I assume that quite a bit of time passed from the creation of Adam and Eve until Cain was conceived. Genesis 1:27-28 tells us that after creating Adam and Eve, God blessed them saying, “Be fruitful and multiply; fill the earth…” Everything that God created was intended to be a blessing. Based on the fact that God instructed them to reproduce, I think it’s safe to say that Adam and Eve also “knew” each other in a physical sense before eating from the Tree of Knowledge, but that Eve did not conceive until afterward.

Contrary to Genesis 1:28, some churches teach the opposite. I think that’s one reason so many fail to recognize that the forbidden fruit had something to do with the interpretation of all knowledge, and not only one aspect of it. That failure allows the serpent a great deal of wiggle room. It gives him more leverage to twist that which was meant for a blessing into something much less. Many times in life, it’s difficult to tell where the blessing ends, and the curse begins.

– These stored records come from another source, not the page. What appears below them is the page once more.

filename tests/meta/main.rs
//! Repository layout guards for the test suite

mod coverage;
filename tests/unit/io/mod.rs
mod cli;
use bitvec::prelude::*;
use std::fmt;

/// Fixed-size bitset over pattern indices
///
/// Bit `i` set means pattern `i` is still a member. Used both for per-cell
/// superpositions and for adjacency compatibility lists.
#[derive(Clone, Debug, PartialEq, Eq, Hash)]
pub struct PatternBitset {
    bits: BitVec,
}

impl PatternBitset {
    /// Create a bitset with no patterns present
    pub fn new(pattern_count: usize) -> Self {
        Self {
            bits: bitvec![0; pattern_count],
        }
    }

    /// Create a bitset containing every pattern
    pub fn all(pattern_count: usize) -> Self {
        Self {
            bits: bitvec![1; pattern_count],
        }
    }

    /// Create a bitset holding exactly one pattern
    pub fn single(pattern_count: usize, pattern: usize) -> Self {
        let mut bitset = Self::new(pattern_count);
        bitset.insert(pattern);
        bitset
    }

    /// Number of patterns the bitset can address
    pub fn capacity(&self) -> usize {
        self.bits.len()
    }

    /// Insert a pattern index, ignoring indices past the capacity
    pub fn insert(&mut self, pattern: usize) {
        if pattern < self.bits.len() {
            self.bits.set(pattern, true);
        }
    }

    /// Remove a pattern index
    ///
    /// Returns whether the pattern was present
    pub fn remove(&mut self, pattern: usize) -> bool {
        if self.contains(pattern) {
            self.bits.set(pattern, false);
            true
        } else {
            false
        }
    }

    /// Test pattern membership
    pub fn contains(&self, pattern: usize) -> bool {
        self.bits.get(pattern).as_deref() == Some(&true)
    }

    /// Add every member of another bitset in-place
    pub fn union_with(&mut self, other: &Self) {
        self.bits |= &other.bits;
    }

    /// Intersect this bitset with another in-place
    pub fn intersect_with(&mut self, other: &Self) {
        self.bits &= &other.bits;
    }

    /// Create a new bitset containing the intersection
    #[must_use]
    pub fn intersection(&self, other: &Self) -> Self {
        let mut result = self.clone();
        result.intersect_with(other);
        result
    }

    /// Test if no patterns are present
    pub fn is_empty(&self) -> bool {
        self.bits.not_any()
    }

    /// Count patterns in the set
    pub fn count(&self) -> usize {
        self.bits.count_ones()
    }

    /// Lowest pattern index in the set
    pub fn first(&self) -> Option<usize> {
        self.bits.first_one()
    }

    /// Iterate member indices in ascending order
    pub fn iter(&self) -> impl Iterator<Item = usize> + '_ {
        self.bits.iter_ones()
    }

    /// Extract all pattern indices as a vector
    pub fn to_vec(&self) -> Vec<usize> {
        self.bits.iter_ones().collect()
    }
}

impl fmt::Display for PatternBitset {
    fn fmt(&self, f: &mut fmt::Formatter<'_>) -> fmt::Result {
        write!(
            f,
            "PatternBitset({} patterns: {:?})",
            self.count(),
            self.to_vec()
        )
    }
}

When questioned about divorce in Matthew 19:3-6, Jesus reasserted the original intention for male and female, “…they are no longer two but one flesh.” Later in that section (19:14) he said, “Let the little children come to me, and do not forbid them; for of such is the kingdom of heaven.” Think of these things in terms of love, and not of laws and rules. God continues to desire the best for us, and the greatest possible nurture for our children.

I’m borrowing these thoughts from the song “One Way,” by the late Larry Norman. God wants to take “children of the land,” raise us out of the dust, and transform us into “children of the sky.” God wanted to allow us to share in the creation of children of heaven.